Start of Material provided
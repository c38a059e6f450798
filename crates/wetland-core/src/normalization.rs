//! Per-band normalization rules.
//!
//! Serialized form matches the descriptor JSON:
//!   {"type": "divide", "value": 255.0}
//!   {"type": "shift_scale", "shift": 1.0, "scale": 2.0}
//!   {"type": "minmax", "min": 0.0, "max": 412.5}
use ndarray::{ArrayViewMut2, Zip};
use serde::{Deserialize, Serialize};

use crate::stats::BandStats;

#[derive(Debug, Clone, Copy, PartialEq, Serialize, Deserialize)]
#[serde(tag = "type")]
pub enum NormalizationRule {
    #[serde(rename = "divide")]
    Divide { value: f64 },
    #[serde(rename = "shift_scale")]
    ShiftScale { shift: f64, scale: f64 },
    #[serde(rename = "minmax")]
    MinMax { min: f64, max: f64 },
}

impl NormalizationRule {
    /// Min-max rule built from computed band statistics.
    pub fn from_stats(stats: &BandStats) -> Self {
        NormalizationRule::MinMax {
            min: stats.min,
            max: stats.max,
        }
    }

    pub fn is_minmax(&self) -> bool {
        matches!(self, NormalizationRule::MinMax { .. })
    }

    /// Normalize a single value. A constant min-max band maps to 0.0.
    #[inline]
    pub fn apply(&self, x: f32) -> f32 {
        match *self {
            NormalizationRule::Divide { value } => (x as f64 / value) as f32,
            NormalizationRule::ShiftScale { shift, scale } => ((x as f64 + shift) / scale) as f32,
            NormalizationRule::MinMax { min, max } => {
                let range = max - min;
                if range > 0.0 {
                    ((x as f64 - min) / range) as f32
                } else {
                    0.0
                }
            }
        }
    }

    /// Undo `apply`. Min-max on a constant band is not invertible and
    /// returns `min`.
    #[inline]
    pub fn invert(&self, y: f32) -> f32 {
        match *self {
            NormalizationRule::Divide { value } => (y as f64 * value) as f32,
            NormalizationRule::ShiftScale { shift, scale } => (y as f64 * scale - shift) as f32,
            NormalizationRule::MinMax { min, max } => {
                let range = max - min;
                if range > 0.0 {
                    (y as f64 * range + min) as f32
                } else {
                    min as f32
                }
            }
        }
    }

    /// Normalize one band plane in place.
    pub fn apply_band(&self, mut band: ArrayViewMut2<'_, f32>) {
        Zip::from(&mut band).for_each(|v| *v = self.apply(*v));
    }
}
//! Error type shared by every pipeline stage.
//!
//! Patch rejection (out of bounds, missing data) is a normal sampling outcome
//! and never shows up here.
use std::path::PathBuf;

use thiserror::Error;

#[derive(Debug, Error)]
pub enum PipelineError {
    #[error("no file matches source '{source_name}' for pattern {pattern}")]
    MissingSource { source_name: String, pattern: String },

    #[error("band count mismatch for '{source_name}': {names} names but {bands} bands")]
    BandCountMismatch {
        source_name: String,
        names: usize,
        bands: usize,
    },

    #[error("duplicate band name: {0}")]
    DuplicateBand(String),

    #[error("metadata descriptor not found: {}", .0.display())]
    MissingMetadata(PathBuf),

    #[error("descriptors disagree on band names: expected {expected:?}, found {found:?} (tile {tile})")]
    IncompatibleDescriptors {
        expected: Vec<String>,
        found: Vec<String>,
        tile: String,
    },

    #[error("cannot merge an empty list of descriptors")]
    EmptyMerge,

    #[error("grid of {} is {found_rows}x{found_cols}, expected {rows}x{cols}", .path.display())]
    GridMismatch {
        path: PathBuf,
        rows: usize,
        cols: usize,
        found_rows: usize,
        found_cols: usize,
    },

    #[error("label value {value} in {} does not fit a class code", .path.display())]
    InvalidLabel { path: PathBuf, value: f64 },

    #[error("not enough patches to package: {0}")]
    NoPatches(String),

    #[error("no patch files found: {0}")]
    MissingPatches(String),

    #[error("band '{0}' has no normalization rule in the descriptor")]
    MissingNormalization(String),

    #[error("shape mismatch: {0}")]
    ShapeMismatch(String),

    #[error("unsupported pixel format in {}", .0.display())]
    UnsupportedPixelFormat(PathBuf),

    #[error("{} carries no georeferencing tags", .0.display())]
    MissingTransform(PathBuf),

    #[error("invalid configuration: {0}")]
    InvalidConfig(String),

    #[error("I/O error: {0}")]
    Io(#[from] std::io::Error),

    #[error("TIFF decoding error: {0}")]
    Tiff(#[from] tiff::TiffError),

    #[error("JSON error: {0}")]
    Json(#[from] serde_json::Error),

    #[error("GeoJSON error: {0}")]
    GeoJson(#[from] geojson::Error),

    #[error("invalid glob pattern: {0}")]
    Pattern(#[from] glob::PatternError),

    #[error("glob traversal error: {0}")]
    Glob(#[from] glob::GlobError),

    #[error("npy read error: {0}")]
    ReadNpy(#[from] ndarray_npy::ReadNpyError),

    #[error("npy write error: {0}")]
    WriteNpy(#[from] ndarray_npy::WriteNpyError),

    #[error("array shape error: {0}")]
    Shape(#[from] ndarray::ShapeError),
}

pub type Result<T> = std::result::Result<T, PipelineError>;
End of Material provided
Exercise brief: Please transcribe every entry above exactly as it appears.

Problem solution:
repository c38a059e6f450798
filename crates/wetland-core/src/normalization.rs
//! Per-band normalization rules.
//!
//! Serialized form matches the descriptor JSON:
//!   {"type": "divide", "value": 255.0}
//!   {"type": "shift_scale", "shift": 1.0, "scale": 2.0}
//!   {"type": "minmax", "min": 0.0, "max": 412.5}
use ndarray::{ArrayViewMut2, Zip};
use serde::{Deserialize, Serialize};

use crate::stats::BandStats;

#[derive(Debug, Clone, Copy, PartialEq, Serialize, Deserialize)]
#[serde(tag = "type")]
pub enum NormalizationRule {
    #[serde(rename = "divide")]
    Divide { value: f64 },
    #[serde(rename = "shift_scale")]
    ShiftScale { shift: f64, scale: f64 },
    #[serde(rename = "minmax")]
    MinMax { min: f64, max: f64 },
}

impl NormalizationRule {
    /// Min-max rule built from computed band statistics.
    pub fn from_stats(stats: &BandStats) -> Self {
        NormalizationRule::MinMax {
            min: stats.min,
            max: stats.max,
        }
    }

    pub fn is_minmax(&self) -> bool {
        matches!(self, NormalizationRule::MinMax { .. })
    }

    /// Normalize a single value. A constant min-max band maps to 0.0.
    #[inline]
    pub fn apply(&self, x: f32) -> f32 {
        match *self {
            NormalizationRule::Divide { value } => (x as f64 / value) as f32,
            NormalizationRule::ShiftScale { shift, scale } => ((x as f64 + shift) / scale) as f32,
            NormalizationRule::MinMax { min, max } => {
                let range = max - min;
                if range > 0.0 {
                    ((x as f64 - min) / range) as f32
                } else {
                    0.0
                }
            }
        }
    }

    /// Undo `apply`. Min-max on a constant band is not invertible and
    /// returns `min`.
    #[inline]
    pub fn invert(&self, y: f32) -> f32 {
        match *self {
            NormalizationRule::Divide { value } => (y as f64 * value) as f32,
            NormalizationRule::ShiftScale { shift, scale } => (y as f64 * scale - shift) as f32,
            NormalizationRule::MinMax { min, max } => {
                let range = max - min;
                if range > 0.0 {
                    (y as f64 * range + min) as f32
                } else {
                    min as f32
                }
            }
        }
    }

    /// Normalize one band plane in place.
    pub fn apply_band(&self, mut band: ArrayViewMut2<'_, f32>) {
        Zip::from(&mut band).for_each(|v| *v = self.apply(*v));
    }
}
//! Error type shared by every pipeline stage.
//!
//! Patch rejection (out of bounds, missing data) is a normal sampling outcome
//! and never shows up here.
use std::path::PathBuf;

use thiserror::Error;

#[derive(Debug, Error)]
pub enum PipelineError {
    #[error("no file matches source '{source_name}' for pattern {pattern}")]
    MissingSource { source_name: String, pattern: String },

    #[error("band count mismatch for '{source_name}': {names} names but {bands} bands")]
    BandCountMismatch {
        source_name: String,
        names: usize,
        bands: usize,
    },

    #[error("duplicate band name: {0}")]
    DuplicateBand(String),

    #[error("metadata descriptor not found: {}", .0.display())]
    MissingMetadata(PathBuf),

    #[error("descriptors disagree on band names: expected {expected:?}, found {found:?} (tile {tile})")]
    IncompatibleDescriptors {
        expected: Vec<String>,
        found: Vec<String>,
        tile: String,
    },

    #[error("cannot merge an empty list of descriptors")]
    EmptyMerge,

    #[error("grid of {} is {found_rows}x{found_cols}, expected {rows}x{cols}", .path.display())]
    GridMismatch {
        path: PathBuf,
        rows: usize,
        cols: usize,
        found_rows: usize,
        found_cols: usize,
    },

    #[error("label value {value} in {} does not fit a class code", .path.display())]
    InvalidLabel { path: PathBuf, value: f64 },

    #[error("not enough patches to package: {0}")]
    NoPatches(String),

    #[error("no patch files found: {0}")]
    MissingPatches(String),

    #[error("band '{0}' has no normalization rule in the descriptor")]
    MissingNormalization(String),

    #[error("shape mismatch: {0}")]
    ShapeMismatch(String),

    #[error("unsupported pixel format in {}", .0.display())]
    UnsupportedPixelFormat(PathBuf),

    #[error("{} carries no georeferencing tags", .0.display())]
    MissingTransform(PathBuf),

    #[error("invalid configuration: {0}")]
    InvalidConfig(String),

    #[error("I/O error: {0}")]
    Io(#[from] std::io::Error),

    #[error("TIFF decoding error: {0}")]
    Tiff(#[from] tiff::TiffError),

    #[error("JSON error: {0}")]
    Json(#[from] serde_json::Error),

    #[error("GeoJSON error: {0}")]
    GeoJson(#[from] geojson::Error),

    #[error("invalid glob pattern: {0}")]
    Pattern(#[from] glob::PatternError),

    #[error("glob traversal error: {0}")]
    Glob(#[from] glob::GlobError),

    #[error("npy read error: {0}")]
    ReadNpy(#[from] ndarray_npy::ReadNpyError),

    #[error("npy write error: {0}")]
    WriteNpy(#[from] ndarray_npy::WriteNpyError),

    #[error("array shape error: {0}")]
    Shape(#[from] ndarray::ShapeError),
}

pub type Result<T> = std::result::Result<T, PipelineError>;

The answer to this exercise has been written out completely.